═══ DATA FOR ANALYSIS
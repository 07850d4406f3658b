//! Application-wide constants.
//!
//! Centralizes magic numbers and layout values so the board model, the input
//! handlers and the renderer agree on them.

// ============================================================================
// Layout Constants
// ============================================================================

/// Height of the toolbar above the canvas in pixels
pub const HEADER_HEIGHT: f32 = 52.0;

/// Height of the status footer below the canvas in pixels
pub const FOOTER_HEIGHT: f32 = 28.0;

/// Edge length of a corner resize handle in pixels
pub const HANDLE_SIZE: f32 = 12.0;

/// Extra slop around a handle that still counts as a hit
pub const HANDLE_HIT_TOLERANCE: f32 = 4.0;

// ============================================================================
// Item Defaults
// ============================================================================

/// Width and height of a freshly placed image
pub const DEFAULT_ITEM_SIZE: u32 = 200;

/// Smallest width or height a resize may produce
pub const MIN_ITEM_SIZE: u32 = 20;

/// Largest width or height a resize may produce
pub const MAX_ITEM_SIZE: u32 = 4096;

/// First z-order value; the counter is pre-incremented before each use
pub const Z_ORDER_BASE: u64 = 100;

/// Longest edge kept for decoded pixel data (larger images are downscaled)
pub const MAX_IMAGE_DIMENSION: u32 = 2048;

/// Display name used when a source carries no usable file name
pub const FALLBACK_IMAGE_NAME: &str = "Image";

// ============================================================================
// Keyboard
// ============================================================================

/// Distance in pixels an arrow key moves the selected item
pub const NUDGE_STEP: i32 = 10;

// ============================================================================
// Export
// ============================================================================

/// Pixel density multiplier for exported PNGs
pub const EXPORT_SCALE: f32 = 2.0;

/// Background fill of exported PNGs
pub const EXPORT_BACKGROUND: &str = "#f8fafc";

/// Prefix of exported file names (`moodboard-<millis>.png`)
pub const EXPORT_FILE_PREFIX: &str = "moodboard";

/// Export button label when idle
pub const EXPORT_LABEL: &str = "Export as PNG";

/// Export button label while an export is running
pub const EXPORT_BUSY_LABEL: &str = "Exporting...";

/// Alert shown when an export fails
pub const EXPORT_FAILED_MESSAGE: &str = "Export failed. Please try again.";

// ============================================================================
// Prompts
// ============================================================================

pub const CLEAR_ALL_PROMPT: &str = "Clear all images?";

pub const ROTATION_PROMPT: &str = "Enter rotation angle (0-360):";

pub const ROTATION_PROMPT_DEFAULT: &str = "0";

/// Text of the info display when nothing is selected
pub const NO_SELECTION_LABEL: &str = "None";

// ============================================================================
// Samples
// ============================================================================

/// Remote images used by the "Add samples" button
pub const SAMPLE_IMAGE_URLS: [&str; 4] = [
    "https://images.unsplash.com/photo-1506744038136-46273834b3fb?w=300&h=300&fit=crop",
    "https://images.unsplash.com/photo-1519681393784-d120267933ba?w=300&h=300&fit=crop",
    "https://images.unsplash.com/photo-1501785888041-af3ef285b470?w=300&h=300&fit=crop",
    "https://images.unsplash.com/photo-1470071459604-3b5ec3a7fe05?w=300&h=300&fit=crop",
];

/// Upper bound on a downloaded sample body
pub const MAX_SAMPLE_BYTES: u64 = 16 * 1024 * 1024;

/// File extensions accepted by the picker and by drops
pub const IMAGE_EXTENSIONS: [&str; 9] = [
    "png", "jpg", "jpeg", "gif", "webp", "bmp", "tif", "tiff", "ico",
];

// ============================================================================
// Timing
// ============================================================================

/// How often the settings watcher is polled, in milliseconds
pub const SETTINGS_POLL_MS: u64 = 1000;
══════
* EXERCISE *
Please show every line of the records that holds the word "pixels".

* RESULT *
/// Height of the toolbar above the canvas in pixels
/// Height of the status footer below the canvas in pixels
/// Edge length of a corner resize handle in pixels
/// Distance in pixels an arrow key moves the selected item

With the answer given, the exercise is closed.